Rambling on about video games in my blog isn't new for me. Sorry to yammer at you, again, about how great I think gaming is. Probably the best way to put it, at least in terms of why I personally love video games so much, is something I tweeted the other night: "I feel like playing a video game can be one of the most intimate & engrossing ways to experience a story. Much more than film or TV." (Hahaha yeahhh I just quoted myself shut up.)

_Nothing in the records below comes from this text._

impl<H: Host> Simulation<H> {
    pub fn new(config: SimulationConfig, host: H) -> Result<Self> {
        let steps = config.total_steps();
        Ok(Self {
            model: ScenarioModel::from_config(config)?,
            host,
            steps,
            started: false,
        })
    }

    pub fn steps(&self) -> u64 {
        self.steps
    }

    pub fn host(&self) -> &H {
        &self.host
    }

    pub fn host_mut(&mut self) -> &mut H {
        &mut self.host
    }

    pub fn model(&self) -> &ScenarioModel {
        &self.model
    }

    pub fn traces(&self) -> &Traces {
        &self.model.core().traces
    }

    pub fn start(&mut self) -> Result<()> {
        if !self.started {
            self.model.on_simulation_start(&mut self.host)?;
            self.started = true;
        }
        Ok(())
    }

    /// Run one host step
    pub fn step(&mut self, mcs: u64) -> Result<StepReport> {
        self.start()?;
        self.host.relax();
        self.model.on_step(mcs, &mut self.host)
    }

    /// Run every step, handing each report to `on_report`
    pub fn run<F: FnMut(&StepReport)>(&mut self, mut on_report: F) -> Result<RunSummary> {
        self.start()?;
        let mut summary = RunSummary::default();
        for mcs in 1..=self.steps {
            let report = self.step(mcs)?;
            on_report(&report);
            summary.deaths += report.deaths;
            summary
                .death_events
                .extend(report.killed.iter().map(|&cell| (mcs, cell)));
            summary.reports.push(report);
        }
        let core = self.model.core();
        summary.steps = self.steps;
        summary.hours = core.clock.hours_at(self.steps);
        summary.final_field_total = core.field.total();
        summary.field_balance = core.field.balance();
        log::info!(
            "finished {} steps ({:.1} h): {} deaths, field total {:.4e}",
            summary.steps,
            summary.hours,
            summary.deaths,
            summary.final_field_total
        );
        Ok(summary)
    }
}

// ============================================================================
// TESTS
// ============================================================================

#[cfg(test)]
mod tests {
    use super::*;

    fn viral_manager() -> InstanceManager {
        let mut manager = InstanceManager::new();
        manager.register(models::viral_model().unwrap());
        manager.register(models::ifn_submodel().unwrap());
        manager
    }

    #[test]
    fn test_attach_and_get() {
        let mut manager = viral_manager();
        manager.attach(1, models::VIRAL_MODEL).unwrap();
        manager.attach(1, models::IFN_SUBMODEL).unwrap();
        assert_eq!(manager.cell_count(), 1);
        assert_eq!(manager.instance_count(), 2);
        assert!((manager.get(1, "VModel").unwrap().get("V").unwrap() - 6.9e-8).abs() < 1e-20);

        assert!(matches!(
            manager.attach(1, models::VIRAL_MODEL),
            Err(VirosigError::AlreadyAttached { cell: 1, .. })
        ));
        assert!(matches!(
            manager.attach(2, "ODEModel"),
            Err(VirosigError::NetworkNotFound(_))
        ));
        assert!(!manager.is_tracked(2));
        assert!(matches!(
            manager.get(2, models::VIRAL_MODEL),
            Err(VirosigError::InstanceNotFound { cell: 2, .. })
        ));
    }

    #[test]
    fn test_detach_idempotent() {
        let mut manager = viral_manager();
        for cell in [3, 4] {
            manager.attach(cell, models::VIRAL_MODEL).unwrap();
            manager.attach(cell, models::IFN_SUBMODEL).unwrap();
        }
        assert_eq!(manager.detach(3), 2);
        let after_once = (manager.tracked_cells(), manager.instance_count());
        assert_eq!(manager.detach(3), 0);
        assert_eq!((manager.tracked_cells(), manager.instance_count()), after_once);
        assert_eq!(manager.tracked_cells(), vec![4]);
    }

    #[test]
    fn test_parameter_overrides_and_multipliers() {
        let mut manager = InstanceManager::new().with_parameters(
            [("k72".to_string(), 0.0), ("k31".to_string(), 10.0)].into(),
            [("k71".to_string(), 2.0)].into(),
        );
        manager.register(models::viral_model().unwrap());
        let instance = manager.attach(9, models::VIRAL_MODEL).unwrap();
        assert_eq!(instance.get("k72").unwrap(), 0.0);
        assert!((instance.get("k71").unwrap() - 3.074).abs() < 1e-12);
        assert!(!instance.has("k31"));
    }

    #[test]
    fn test_advance_all_tags_cell() {
        let mut manager = viral_manager();
        manager.attach(5, models::VIRAL_MODEL).unwrap();
        manager.get_mut(5, models::VIRAL_MODEL).unwrap().set("V", f64::INFINITY).unwrap();
        let err = manager
            .advance_all(&FixedStepIntegrator::default(), 1.0 / 6.0)
            .unwrap_err();
        assert!(matches!(err, VirosigError::NonFinite { cell: Some(5), .. }));
    }

    #[test]
    fn test_field_ledger() {
        let mut field = ExtracellularField::new(2.0);
        field.begin_step();
        field.secrete(1.0);
        field.secrete(0.5);
        // decay uses the start-of-step total, not the post-secretion one
        let decayed = field.apply_decay(0.25);
        assert!((decayed - 0.5).abs() < 1e-12);
        assert!((field.total() - 3.0).abs() < 1e-12);
        assert!(field.balance().abs() < 1e-12);
        assert!(field.ensure_finite().is_ok());

        field.secrete(f64::NAN);
        assert!(field.ensure_finite().is_err());
    }

    #[test]
    fn test_death_probability() {
        let dt = 1.0 / 6.0;
        let network = Arc::new(models::viral_model().unwrap());
        let mut instance = ModelInstance::new(network);
        instance.set("V", 3.0).unwrap();
        instance.set("P", 0.4).unwrap();

        let fraction = DeathPolicy::new(DeathRule::InfectedFraction, dt, 1);
        let expected = 0.635 * dt * 3.0 * 0.6;
        assert!((fraction.probability(&instance).unwrap() - expected).abs() < 1e-12);

        let load = DeathPolicy::new(DeathRule::ViralLoad, dt, 1);
        assert!((load.probability(&instance).unwrap() - 0.635 * dt * 3.0).abs() < 1e-12);
    }

    #[test]
    fn test_death_policy_unclamped() {
        let mut instance = ModelInstance::new(Arc::new(models::viral_model().unwrap()));
        instance.set("V", 1e6).unwrap();
        let mut policy = DeathPolicy::new(DeathRule::ViralLoad, 1.0 / 6.0, 7);
        assert!(policy.probability(&instance).unwrap() > 1.0);
        for cell in 0..100 {
            assert!(policy.maybe_kill(cell, &instance).unwrap());
        }
        assert_eq!(policy.draws(), 100);

        // P = 1 means zero probability under the infected-fraction rule
        instance.set("P", 1.0).unwrap();
        let mut policy = DeathPolicy::new(DeathRule::InfectedFraction, 1.0 / 6.0, 7);
        assert!(!(0..100).any(|cell| policy.maybe_kill(cell, &instance).unwrap()));
        assert_eq!(policy.draws(), 100);
    }

    #[test]
    fn test_death_policy_seeded() {
        let mut instance = ModelInstance::new(Arc::new(models::viral_model().unwrap()));
        instance.set("V", 2.0).unwrap();
        let outcomes = |seed| {
            let mut policy = DeathPolicy::new(DeathRule::ViralLoad, 1.0 / 6.0, seed);
            (0..200)
                .map(|cell| policy.maybe_kill(cell, &instance).unwrap())
                .collect::<Vec<_>>()
        };
        let a = outcomes(42);
        assert_eq!(a, outcomes(42));
        // p ≈ 0.21: some but not all cells die
        assert!(a.iter().any(|&d| d) && !a.iter().all(|&d| d));
    }

    #[test]
    fn test_config_json() {
        let config = SimulationConfig::from_json_str(
            r#"{"scenario": "lumped", "seed": 7, "integrator": {"method": "heun"}}"#,
        )
        .unwrap();
        assert_eq!(config.scenario, Scenario::Lumped);
        assert_eq!(config.seed, 7);
        assert_eq!(config.integrator.substeps, 4);
        assert_eq!(config.minutes_per_step, 10.0);

        let round = SimulationConfig::from_json_str(&config.to_json_string().unwrap()).unwrap();
        assert_eq!(round, config);

        assert!(matches!(
            SimulationConfig::from_json_str(r#"{"minutes_per_step": 0}"#),
            Err(VirosigError::ConfigError(_))
        ));
        assert!(SimulationConfig::from_json_str("{not json").is_err());
    }

    #[test]
    fn test_config_presets() {
        assert_eq!(SimulationConfig::coupled().total_steps(), 1440);
        assert_eq!(SimulationConfig::lumped().total_steps(), 108);

        let mut config = SimulationConfig::coupled();
        config.integrator.substeps = 0;
        assert!(config.validate().is_err());

        let mut config = SimulationConfig::coupled();
        config.parameter_multipliers.insert("k31".into(), f64::NAN);
        assert!(config.validate().is_err());
    }

    #[test]
    fn test_tissue_host() {
        let mut tissue = Tissue::monolayer(4, 2, 2.0);
        assert_eq!(tissue.cells_of_kind(CellKind::Infected), vec![1, 2]);
        assert_eq!(tissue.count(CellKind::Uninfected), 2);

        let released = tissue.secrete_inside_cell_total_count(1, 0.5);
        assert!((released - 1.0).abs() < 1e-12);
        // one unit over a domain of 8, seen by a cell of volume 2
        assert!((tissue.amount_seen_by_cell(2) - 0.25).abs() < 1e-12);

        tissue.set_decay_rate(0.5);
        tissue.relax();
        assert!((tissue.field().total - 0.5).abs() < 1e-12);

        tissue.set_kind(2, CellKind::Dead);
        assert_eq!(tissue.cells_of_kind(CellKind::Dead), vec![2]);
        assert_eq!(tissue.volume(99), 0.0);
    }

    #[test]
    fn test_reconcile_follows_host() {
        let mut config = SimulationConfig::coupled();
        config.duration_hours = 1.0;
        let mut sim = Simulation::new(config, Tissue::monolayer(3, 2, 1.0)).unwrap();
        sim.start().unwrap();
        assert_eq!(sim.model().core().manager.tracked_cells(), vec![1, 2]);

        sim.host_mut().set_kind(3, CellKind::Infected);
        sim.host_mut().set_kind(1, CellKind::Dead);
        let report = sim.step(1).unwrap();
        assert_eq!(report.attached, 1);
        assert!(report.detached >= 1);
        let manager = &sim.model().core().manager;
        assert!(!manager.is_tracked(1));
        assert!(manager.is_tracked(3));
        assert_eq!(manager.instance_count(), 2 * manager.cell_count());
    }

    /// Host that never lets a cell die
    #[derive(Debug, Clone)]
    struct UndyingTissue(Tissue);

    impl CellPopulation for UndyingTissue {
        fn cells_of_kind(&self, kind: CellKind) -> Vec<CellId> {
            self.0.cells_of_kind(kind)
        }

        fn volume(&self, cell: CellId) -> f64 {
            self.0.volume(cell)
        }

        fn set_kind(&mut self, cell: CellId, kind: CellKind) {
            if kind != CellKind::Dead {
                self.0.set_kind(cell, kind);
            }
        }
    }

    impl FieldSecretor for UndyingTissue {
        fn secrete_inside_cell_total_count(&mut self, cell: CellId, amount_per_volume: f64) -> f64 {
            self.0.secrete_inside_cell_total_count(cell, amount_per_volume)
        }

        fn amount_seen_by_cell(&self, cell: CellId) -> f64 {
            self.0.amount_seen_by_cell(cell)
        }

        fn set_decay_rate(&mut self, per_step: f64) {
            self.0.set_decay_rate(per_step);
        }

        fn relax(&mut self) {
            self.0.relax();
        }
    }

    #[test]
    fn test_missing_instances_are_skipped() {
        // k61·Δt·V is well above 1 after one step, so every cell is killed
        let config = SimulationConfig {
            duration_hours: 1.0,
            parameter_overrides: [("k61".to_string(), 5e8)].into(),
            ..SimulationConfig::coupled()
        };
        let mut sim = Simulation::new(config, UndyingTissue(Tissue::monolayer(3, 3, 1.0))).unwrap();

        let report = sim.step(1).unwrap();
        assert_eq!(report.killed, vec![1, 2, 3]);
        assert_eq!(report.infected, 3);
        assert_eq!(report.dead, 0);
        // once in input coupling, once in secretion
        assert_eq!(report.skipped, 6);
        assert_eq!(report.skipped_cells, vec![1, 2, 3, 1, 2, 3]);
        assert_eq!(report.secreted, 0.0);
        assert_eq!(sim.model().core().manager.cell_count(), 0);

        // the next step re-attaches the cells the host still calls infected
        let report = sim.step(2).unwrap();
        assert_eq!(report.attached, 3);
    }

    #[test]
    fn test_decay_fraction_per_step() {
        let mut coupled = CoupledModel::new(SimulationConfig::coupled()).unwrap();
        let mut tissue = Tissue::monolayer(2, 2, 1.0);
        coupled.on_simulation_start(&mut tissue).unwrap();
        let k73 = coupled.core.decay_per_step("k73").unwrap();
        assert!((tissue.field().decay_per_step - k73).abs() < 1e-15);
        assert!(coupled.core.decay_per_step("t2").unwrap() < 1.0);

        // 20 min steps push t2 past one full decay per step
        let mut lumped = LumpedModel::new(SimulationConfig::lumped()).unwrap();
        let mut tissue = Tissue::monolayer(2, 2, 1.0);
        lumped.on_simulation_start(&mut tissue).unwrap();
        let t2 = lumped.core.decay_per_step("t2").unwrap();
        assert!(t2 > 1.0);
        assert_eq!(tissue.field().decay_per_step, t2);
    }
}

I mean, it depends on which game you're playing, obviously, but to me the best thing about gaming is the combination of the fun of playing a game, while being told a story. Sometimes you decide how the protagonist reacts to things, and sometimes you decide how the story unfolds. Even when you're just along for the ride, it's just such a rich way to tell a story. In my opinion it's second only to reading a book in terms of experiencing a narrative in an emotionally fulfilling way. And that's only because with books, your imagination does all the work; an imagination doesn't have limits. But there are often times when a video game achieves what a book never could, and that's the level of control a gamer has over the story. There are some things that the written word could never get across properly, that only a visual medium can. It's just... I could go on and on about why video games are so important to me, and so important to the world of art. Nobody judges a person for spending most of their free time reading a book, but as soon as you tell somebody you've spent all weekend playing a video game, it's a different reaction. Video games are art. And they're important.

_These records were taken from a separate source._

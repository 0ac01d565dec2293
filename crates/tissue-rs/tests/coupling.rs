//! Whole-run properties of the tissue coupling

use std::sync::Arc;
use virosig_network::{models, FixedStepIntegrator, ModelInstance};
use virosig_tissue::{
    CellKind, CellPopulation, FieldSecretor, Scenario, Simulation, SimulationConfig, Tissue,
};

fn short_coupled(hours: f64, seed: u64) -> SimulationConfig {
    SimulationConfig {
        duration_hours: hours,
        seed,
        ..SimulationConfig::coupled()
    }
}

#[test]
fn full_model_reduces_to_viral_model_without_ifn_inhibition() {
    let mut full = ModelInstance::new(Arc::new(models::ifn_model().unwrap()));
    let mut viral = ModelInstance::new(Arc::new(models::viral_model().unwrap()));
    full.set("k72", 0.0).unwrap();
    viral.set("k72", 0.0).unwrap();

    let integrator = FixedStepIntegrator::default();
    let dt = 1.0 / 6.0;
    for _ in 0..240 {
        full.advance(&integrator, dt).unwrap();
        viral.advance(&integrator, dt).unwrap();
        for name in ["P", "V"] {
            let a = full.get(name).unwrap();
            let b = viral.get(name).unwrap();
            assert!(
                (a - b).abs() <= 1e-9 * a.abs().max(b.abs()).max(1e-12),
                "{} diverged: {} vs {}",
                name,
                a,
                b
            );
        }
    }
}

#[test]
fn same_seed_same_run() {
    let run = |seed| {
        let mut sim = Simulation::new(short_coupled(48.0, seed), Tissue::monolayer(60, 60, 4.0)).unwrap();
        let summary = sim.run(|_| {}).unwrap();
        (summary.death_events, summary.final_field_total)
    };
    let (events_a, field_a) = run(2024);
    let (events_b, field_b) = run(2024);
    assert_eq!(events_a, events_b);
    assert_eq!(field_a.to_bits(), field_b.to_bits());
}

#[test]
fn field_total_is_secretion_minus_decay() {
    for config in [short_coupled(36.0, 1), SimulationConfig::lumped()] {
        let mut sim = Simulation::new(config, Tissue::monolayer(30, 30, 2.0)).unwrap();
        let summary = sim.run(|_| {}).unwrap();

        let secreted: f64 = summary.reports.iter().map(|r| r.secreted).sum();
        let decayed: f64 = summary.reports.iter().map(|r| r.decayed).sum();
        let expected = secreted - decayed;
        let scale = secreted.abs().max(1.0);
        assert!(secreted > 0.0);
        assert!((summary.final_field_total - expected).abs() < 1e-9 * scale);
        assert!(summary.field_balance.abs() < 1e-9 * scale);
    }
}

#[test]
fn empty_population_keeps_field_at_zero() {
    for scenario in [Scenario::Coupled, Scenario::Lumped] {
        let config = SimulationConfig {
            scenario,
            duration_hours: 6.0,
            ..SimulationConfig::coupled()
        };
        let mut sim = Simulation::new(config, Tissue::monolayer(10, 0, 1.0)).unwrap();
        let summary = sim.run(|_| {}).unwrap();

        assert_eq!(summary.final_field_total, 0.0);
        assert_eq!(summary.deaths, 0);
        for report in &summary.reports {
            assert_eq!(report.field_total, 0.0);
            assert!(report.mean_v.is_finite());
            assert_eq!(report.uninfected, 10);
        }
        for (name, series) in sim.traces().iter() {
            assert!(
                series.values.iter().all(|v| v.is_finite()),
                "{} has non-finite samples",
                name
            );
        }
        assert_eq!(sim.traces().get("live_fraction").unwrap().last().unwrap().1, 0.0);
    }
}

#[test]
fn dead_cells_lose_their_instances() {
    let mut sim = Simulation::new(short_coupled(120.0, 3), Tissue::monolayer(40, 40, 1.0)).unwrap();
    let summary = sim.run(|report| {
        assert_eq!(report.killed.len(), report.deaths);
    })
    .unwrap();

    let tissue = sim.host();
    let manager = &sim.model().core().manager;
    assert_eq!(tissue.count(CellKind::Dead), summary.deaths);
    for cell in tissue.cells_of_kind(CellKind::Dead) {
        assert!(!manager.is_tracked(cell));
    }
    assert_eq!(manager.cell_count(), tissue.count(CellKind::Infected));
    assert_eq!(manager.instance_count(), 2 * manager.cell_count());
}

#[test]
fn feedback_off_follows_reference_model() {
    let config = SimulationConfig {
        feedback_enabled: false,
        ..short_coupled(6.0, 5)
    };
    let mut sim = Simulation::new(config, Tissue::monolayer(5, 5, 1.0)).unwrap();
    sim.run(|_| {}).unwrap();

    let core = sim.model().core();
    let reference_ifne = core.reference.get("IFNe").unwrap();
    let signaling = core.manager.get(1, models::IFN_SUBMODEL).unwrap();
    // inputs are copied after integration, so they match the reference exactly
    assert_eq!(signaling.get("IFNe").unwrap(), reference_ifne);
}

#[test]
fn lumped_cells_follow_reference_signaling() {
    let mut sim = Simulation::new(SimulationConfig::lumped(), Tissue::monolayer(20, 20, 1.0)).unwrap();
    let summary = sim.run(|_| {}).unwrap();
    assert_eq!(summary.reports.len(), 108);

    let core = sim.model().core();
    let live = sim.host().count(CellKind::Infected);
    let fraction = live as f64 / 20.0;
    for cell in sim.host().cells_of_kind(CellKind::Infected) {
        let submodel = core.manager.get(cell, models::IRF7_SUBMODEL).unwrap();
        let statp = core.reference.get("STATP").unwrap() * fraction;
        assert!((submodel.get("STATP").unwrap() - statp).abs() <= 1e-12 * statp.abs().max(1.0));
    }
    // t2·Δt > 1 here, so both totals overshoot below zero together
    let secreted: f64 = summary.reports.iter().map(|r| r.secreted).sum();
    let scale = secreted.abs().max(1.0);
    assert!((sim.host().field().total - summary.final_field_total).abs() <= 1e-9 * scale);
    assert!(sim.host().amount_seen_by_cell(1).is_finite());
}

#[test]
fn inputs_read_field_before_secretion_and_decay_uses_step_start() {
    let mut sim = Simulation::new(short_coupled(24.0, 11), Tissue::monolayer(8, 8, 1.0)).unwrap();
    for mcs in 1..=12 {
        sim.step(mcs).unwrap();
    }

    let mut relaxed = sim.host().clone();
    relaxed.relax();
    let cells = sim.host().cells_of_kind(CellKind::Infected);
    let seen: Vec<f64> = cells.iter().map(|&c| relaxed.amount_seen_by_cell(c)).collect();
    let before = sim.model().core().field.total();
    assert!(before > 0.0);

    let report = sim.step(13).unwrap();
    let core = sim.model().core();
    let mut checked = 0;
    for (&cell, &expected) in cells.iter().zip(&seen) {
        if let Ok(signaling) = core.manager.get(cell, models::IFN_SUBMODEL) {
            assert_eq!(signaling.get("IFNe").unwrap(), expected, "cell {}", cell);
            checked += 1;
        }
    }
    assert!(checked > 0);
    assert!(report.secreted > 0.0);

    let t2 = core.reference.get("t2").unwrap() * core.clock.hours_per_step();
    assert!((report.decayed - t2 * before).abs() <= 1e-12 * before);
    let expected_total = before + report.secreted - report.decayed;
    assert!((report.field_total - expected_total).abs() <= 1e-12 * before.max(report.field_total));
}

The game I'm playing right now is BioShock Infinite. It's... well, let's just say I'm super upset that nobody had told me about this game until very recently. I had heard of it, obviously, and I think I knew it had a vaguely steampunk feel to it, but for some reason I'd never looked into it further. But one of my coworkers was recently telling me about it, and when I saw it at Target in a bundle with Skyrim for only $30, I didn't have a choice. I had planned to play Skyrim first on my new Xbox, but since it's so open-ended and can essentially go on forever, I decided to start with BioShock.
Can I just say. Everybody who has played this game and didn't tell me: whyyyyyy? Seriously, why? I was hooked at the main menu. And about five minutes later when Booker ascends from the lighthouse up into the floating city of Columbia, I fell in love. I don't even like FPS games, and maybe that's why I never went for BioShock before, but I am so engrossed. It's strange, sweet, and unsettling, and really really good. I've been told it just gets weirder, which is perfect. I wish I could think of a better way to describe it. Look it up if you've never played it before and you're a gamer. Don't be like me and miss out for a year.
So yes, this was a Saturday well spent. Really well spent. And that $249 I dropped on the Xbox? Best $249 I've ever spent. (If you don't count my iPhone 5. Or the new tires on my car. Or the numerous plane tickets I've bought over the years. Whatever, you get the point.)